Da Calatafimi al Volturno le battaglie non erano state granché, soprattutto perché gli ufficiali borbonici ordinavano di ritirarsi quando sarebbe stato il momento di attaccare. Ma quando tutti pensavano a riporre le armi per gestire gli affari con più tranquillità, le campagne cominciarono a rivoltarsi. Cafoni e contadini inneggiavano al re “Franceschiello” ma, in realtà, si dichiaravano per il passato regime soltanto per sottolineare che con il nuovo non volevano avere niente a che vedere.
UNO SCONTRO SENZA TREGUA
Lo scontro tra soldati regolari dell’esercito italiano e guerriglieri meridionali fu senza esclusione di colpi e senza tentennamenti.
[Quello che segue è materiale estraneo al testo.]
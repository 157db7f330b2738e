//! Business profile captured at project creation.

use serde::{Deserialize, Serialize};
use std::fmt;

use crate::domain::foundation::ValidationError;

/// Minimum length of the products description.
pub const MIN_PRODUCTS_LEN: usize = 10;

/// Kind of business being planned.
#[derive(Debug, Clone, Copy, Default, PartialEq, Eq, Hash, Serialize, Deserialize)]
pub enum BusinessType {
    #[serde(rename = "F&B")]
    FoodAndBeverage,
    Fashion,
    Services,
    Tech,
    /// Also absorbs unknown values from older or foreign records.
    #[default]
    #[serde(other)]
    Other,
}

impl BusinessType {
    /// All selectable business types, in form order.
    pub fn all() -> [BusinessType; 5] {
        [
            BusinessType::FoodAndBeverage,
            BusinessType::Fashion,
            BusinessType::Services,
            BusinessType::Tech,
            BusinessType::Other,
        ]
    }

    /// Returns the wire label (`"F&B"`, `"Fashion"`, ...).
    pub fn as_str(&self) -> &'static str {
        match self {
            BusinessType::FoodAndBeverage => "F&B",
            BusinessType::Fashion => "Fashion",
            BusinessType::Services => "Services",
            BusinessType::Tech => "Tech",
            BusinessType::Other => "Other",
        }
    }

    /// Parses a wire label strictly.
    pub fn parse(label: &str) -> Result<Self, ValidationError> {
        Self::all()
            .into_iter()
            .find(|t| t.as_str() == label)
            .ok_or_else(|| {
                ValidationError::invalid_format(
                    "business.type",
                    format!("'{}' is not one of F&B, Fashion, Services, Tech, Other", label),
                )
            })
    }
}

impl fmt::Display for BusinessType {
    fn fmt(&self, f: &mut fmt::Formatter<'_>) -> fmt::Result {
        f.write_str(self.as_str())
    }
}

/// Required business sub-record of every project.
#[derive(Debug, Clone, Default, PartialEq, Eq, Serialize, Deserialize)]
#[serde(default)]
pub struct Business {
    pub name: String,
    #[serde(rename = "type")]
    pub business_type: BusinessType,
    pub products: String,
    #[serde(skip_serializing_if = "Option::is_none")]
    pub description: Option<String>,
}

impl Business {
    /// Builds a validated business record.
    ///
    /// The name must not be blank and the products description must be at
    /// least [`MIN_PRODUCTS_LEN`] characters. A blank description is dropped.
    pub fn new(
        name: impl Into<String>,
        business_type: BusinessType,
        products: impl Into<String>,
        description: Option<String>,
    ) -> Result<Self, ValidationError> {
        let name = name.into().trim().to_string();
        if name.is_empty() {
            return Err(ValidationError::empty_field("business.name"));
        }

        let products = products.into().trim().to_string();
        let len = products.chars().count();
        if len < MIN_PRODUCTS_LEN {
            return Err(ValidationError::too_short("business.products", MIN_PRODUCTS_LEN, len));
        }

        let description = description
            .map(|d| d.trim().to_string())
            .filter(|d| !d.is_empty());

        Ok(Self {
            name,
            business_type,
            products,
            description,
        })
    }
}
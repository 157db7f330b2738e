//! Per-module completion overview of a project.

use serde::Serialize;

use super::ProjectDocument;

#[derive(Debug, Clone, Copy, PartialEq, Eq, Serialize)]
#[serde(rename_all = "snake_case")]
pub enum ModuleStatus {
    Complete,
    Pending,
}

impl ModuleStatus {
    fn from_flag(done: bool) -> Self {
        if done {
            ModuleStatus::Complete
        } else {
            ModuleStatus::Pending
        }
    }
}

#[derive(Debug, Clone, Copy, PartialEq, Eq, Serialize)]
pub struct ModuleProgress {
    pub marketability: ModuleStatus,
    pub innovation: ModuleStatus,
    pub financials: ModuleStatus,
}

/// Marketability is complete once a niche is set, innovation once a variant
/// exists, financials once a projection has been run.
pub fn module_progress(doc: &ProjectDocument) -> ModuleProgress {
    ModuleProgress {
        marketability: ModuleStatus::from_flag(doc.niche_suggestion().is_some()),
        innovation: ModuleStatus::from_flag(!doc.variants().is_empty()),
        financials: ModuleStatus::from_flag(doc.projection().is_some()),
    }
}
In dieci anni (dalla proclamazione del Regno d’Italia alla conquista di Roma del 1870) i morti si accatastarono a migliaia e le nefandezze – senza distinzione fra regolari e partigiani – furono di tale portata da far rabbrividire.
«Cari sudditi, non vi lasceranno neanche gli occhi per piangere».
Francesco II, in un anelito di compassione, l’aveva scritto al momento di lasciare il suo regno. Era una previsione quasi ovvia. Qualcuno era già piegato sotto il tallone del conquistatore. Dopo la guerra “ufficiale” – si fa per dire – con scontri “regolari” tra borbonici e garibaldini, ne era cominciata un’altra più nascosta, ma violenta e senza esclusione di colpi.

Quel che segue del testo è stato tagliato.